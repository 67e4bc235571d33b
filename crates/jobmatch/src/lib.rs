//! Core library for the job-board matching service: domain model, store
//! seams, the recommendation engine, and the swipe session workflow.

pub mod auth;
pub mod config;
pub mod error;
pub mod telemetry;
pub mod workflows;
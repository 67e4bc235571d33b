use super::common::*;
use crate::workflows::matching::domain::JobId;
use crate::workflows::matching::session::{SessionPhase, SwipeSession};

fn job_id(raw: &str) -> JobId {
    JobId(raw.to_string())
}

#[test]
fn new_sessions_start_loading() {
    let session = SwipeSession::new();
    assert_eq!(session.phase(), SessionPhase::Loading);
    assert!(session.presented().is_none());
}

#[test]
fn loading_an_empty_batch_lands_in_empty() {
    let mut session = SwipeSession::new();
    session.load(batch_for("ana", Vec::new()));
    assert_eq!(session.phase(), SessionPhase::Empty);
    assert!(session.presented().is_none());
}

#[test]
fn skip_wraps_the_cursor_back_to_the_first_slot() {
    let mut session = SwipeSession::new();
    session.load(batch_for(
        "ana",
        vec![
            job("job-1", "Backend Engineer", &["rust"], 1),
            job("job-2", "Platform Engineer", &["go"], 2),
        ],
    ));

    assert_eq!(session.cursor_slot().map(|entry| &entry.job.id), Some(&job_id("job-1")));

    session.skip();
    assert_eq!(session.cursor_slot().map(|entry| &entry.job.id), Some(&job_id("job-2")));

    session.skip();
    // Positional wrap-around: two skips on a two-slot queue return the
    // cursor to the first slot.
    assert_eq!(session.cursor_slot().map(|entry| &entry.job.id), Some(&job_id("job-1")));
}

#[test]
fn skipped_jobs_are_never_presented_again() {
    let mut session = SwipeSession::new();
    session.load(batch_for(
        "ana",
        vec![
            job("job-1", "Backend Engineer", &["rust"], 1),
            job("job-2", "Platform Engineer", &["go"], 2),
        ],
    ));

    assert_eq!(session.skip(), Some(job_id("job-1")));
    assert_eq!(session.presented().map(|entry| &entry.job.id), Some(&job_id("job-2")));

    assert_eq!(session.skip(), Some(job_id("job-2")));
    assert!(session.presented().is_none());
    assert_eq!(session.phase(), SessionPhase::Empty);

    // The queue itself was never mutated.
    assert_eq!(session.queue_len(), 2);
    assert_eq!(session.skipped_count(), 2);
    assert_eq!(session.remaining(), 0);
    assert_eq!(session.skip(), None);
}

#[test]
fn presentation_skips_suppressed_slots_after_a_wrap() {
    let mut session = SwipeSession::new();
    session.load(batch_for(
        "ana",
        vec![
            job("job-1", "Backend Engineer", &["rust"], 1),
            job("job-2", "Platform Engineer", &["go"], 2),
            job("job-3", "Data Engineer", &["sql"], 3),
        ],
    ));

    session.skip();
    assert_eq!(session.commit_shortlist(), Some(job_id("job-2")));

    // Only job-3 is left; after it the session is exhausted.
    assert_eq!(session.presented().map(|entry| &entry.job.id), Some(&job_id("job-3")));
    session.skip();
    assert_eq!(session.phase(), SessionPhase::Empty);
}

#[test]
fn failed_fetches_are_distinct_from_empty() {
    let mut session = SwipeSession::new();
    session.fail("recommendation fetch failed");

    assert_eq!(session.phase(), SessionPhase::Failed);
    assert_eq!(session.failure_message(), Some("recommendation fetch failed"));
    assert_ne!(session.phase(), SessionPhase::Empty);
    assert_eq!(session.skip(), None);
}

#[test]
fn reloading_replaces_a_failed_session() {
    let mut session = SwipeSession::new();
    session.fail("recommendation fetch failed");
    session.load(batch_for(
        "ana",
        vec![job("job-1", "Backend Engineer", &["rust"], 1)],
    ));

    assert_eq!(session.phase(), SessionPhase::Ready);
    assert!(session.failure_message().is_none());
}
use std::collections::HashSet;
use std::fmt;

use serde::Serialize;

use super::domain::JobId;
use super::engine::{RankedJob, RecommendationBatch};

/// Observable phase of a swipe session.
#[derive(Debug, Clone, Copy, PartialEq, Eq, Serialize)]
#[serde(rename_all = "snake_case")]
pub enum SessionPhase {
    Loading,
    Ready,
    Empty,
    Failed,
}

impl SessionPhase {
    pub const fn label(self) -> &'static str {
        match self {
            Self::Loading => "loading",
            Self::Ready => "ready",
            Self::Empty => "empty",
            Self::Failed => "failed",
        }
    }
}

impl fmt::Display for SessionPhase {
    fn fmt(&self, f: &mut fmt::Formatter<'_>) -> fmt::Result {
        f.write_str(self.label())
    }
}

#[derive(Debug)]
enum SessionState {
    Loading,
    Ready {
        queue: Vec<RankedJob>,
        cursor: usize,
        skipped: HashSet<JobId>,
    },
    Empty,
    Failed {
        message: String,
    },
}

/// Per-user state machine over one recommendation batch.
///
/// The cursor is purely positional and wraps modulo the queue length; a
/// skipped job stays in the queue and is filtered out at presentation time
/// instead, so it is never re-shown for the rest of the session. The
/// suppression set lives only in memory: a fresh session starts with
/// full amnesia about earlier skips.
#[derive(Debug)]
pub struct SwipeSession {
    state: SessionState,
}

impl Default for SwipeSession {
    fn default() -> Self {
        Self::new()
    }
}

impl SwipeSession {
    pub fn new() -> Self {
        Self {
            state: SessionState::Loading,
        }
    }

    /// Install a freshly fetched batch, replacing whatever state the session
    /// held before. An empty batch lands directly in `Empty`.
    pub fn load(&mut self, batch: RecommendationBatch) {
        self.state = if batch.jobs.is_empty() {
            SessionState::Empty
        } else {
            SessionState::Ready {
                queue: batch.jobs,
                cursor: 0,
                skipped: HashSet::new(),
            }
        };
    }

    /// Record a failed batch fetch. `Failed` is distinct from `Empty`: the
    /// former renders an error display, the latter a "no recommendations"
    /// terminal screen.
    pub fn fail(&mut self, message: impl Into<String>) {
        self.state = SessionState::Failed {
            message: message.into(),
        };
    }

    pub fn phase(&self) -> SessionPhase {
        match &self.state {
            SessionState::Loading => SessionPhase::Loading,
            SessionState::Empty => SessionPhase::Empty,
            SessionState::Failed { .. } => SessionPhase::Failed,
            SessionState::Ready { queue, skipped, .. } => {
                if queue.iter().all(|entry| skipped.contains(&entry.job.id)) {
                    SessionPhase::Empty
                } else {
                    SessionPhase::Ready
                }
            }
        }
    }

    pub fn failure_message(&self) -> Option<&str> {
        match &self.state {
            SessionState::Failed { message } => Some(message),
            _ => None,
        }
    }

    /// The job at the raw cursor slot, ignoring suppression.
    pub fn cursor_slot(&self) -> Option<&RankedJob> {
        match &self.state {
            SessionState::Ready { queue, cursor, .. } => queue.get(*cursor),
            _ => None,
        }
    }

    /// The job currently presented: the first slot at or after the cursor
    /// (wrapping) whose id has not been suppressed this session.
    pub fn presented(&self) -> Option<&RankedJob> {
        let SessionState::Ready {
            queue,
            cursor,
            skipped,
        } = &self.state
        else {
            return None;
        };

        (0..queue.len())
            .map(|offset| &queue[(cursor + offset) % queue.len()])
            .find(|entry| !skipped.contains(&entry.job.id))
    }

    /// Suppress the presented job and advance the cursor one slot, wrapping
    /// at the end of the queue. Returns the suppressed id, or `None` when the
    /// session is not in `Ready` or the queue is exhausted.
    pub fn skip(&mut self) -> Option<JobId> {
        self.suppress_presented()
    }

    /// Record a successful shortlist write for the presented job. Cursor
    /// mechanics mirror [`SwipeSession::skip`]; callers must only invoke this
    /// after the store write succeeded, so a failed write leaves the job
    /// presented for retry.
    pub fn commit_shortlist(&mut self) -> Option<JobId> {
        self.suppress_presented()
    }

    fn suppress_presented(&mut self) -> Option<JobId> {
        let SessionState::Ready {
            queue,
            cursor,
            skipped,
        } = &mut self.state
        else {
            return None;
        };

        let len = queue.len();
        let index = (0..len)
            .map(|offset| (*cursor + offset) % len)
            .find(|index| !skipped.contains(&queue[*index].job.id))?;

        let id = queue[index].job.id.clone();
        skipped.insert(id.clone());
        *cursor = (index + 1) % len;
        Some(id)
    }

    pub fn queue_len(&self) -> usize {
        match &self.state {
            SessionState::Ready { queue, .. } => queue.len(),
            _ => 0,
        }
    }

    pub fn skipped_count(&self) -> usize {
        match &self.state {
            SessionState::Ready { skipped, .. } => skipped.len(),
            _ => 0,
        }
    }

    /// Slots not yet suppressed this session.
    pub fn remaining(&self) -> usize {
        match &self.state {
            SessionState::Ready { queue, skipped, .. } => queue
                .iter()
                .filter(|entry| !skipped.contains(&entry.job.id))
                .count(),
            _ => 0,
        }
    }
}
◆ ◆ ◆
= Instructions for the task =
Copy each line of the listing that holds the word "Option".

= Response area =
    pub fn failure_message(&self) -> Option<&str> {
    pub fn cursor_slot(&self) -> Option<&RankedJob> {
    pub fn presented(&self) -> Option<&RankedJob> {
    pub fn skip(&mut self) -> Option<JobId> {
    pub fn commit_shortlist(&mut self) -> Option<JobId> {
    fn suppress_presented(&mut self) -> Option<JobId> {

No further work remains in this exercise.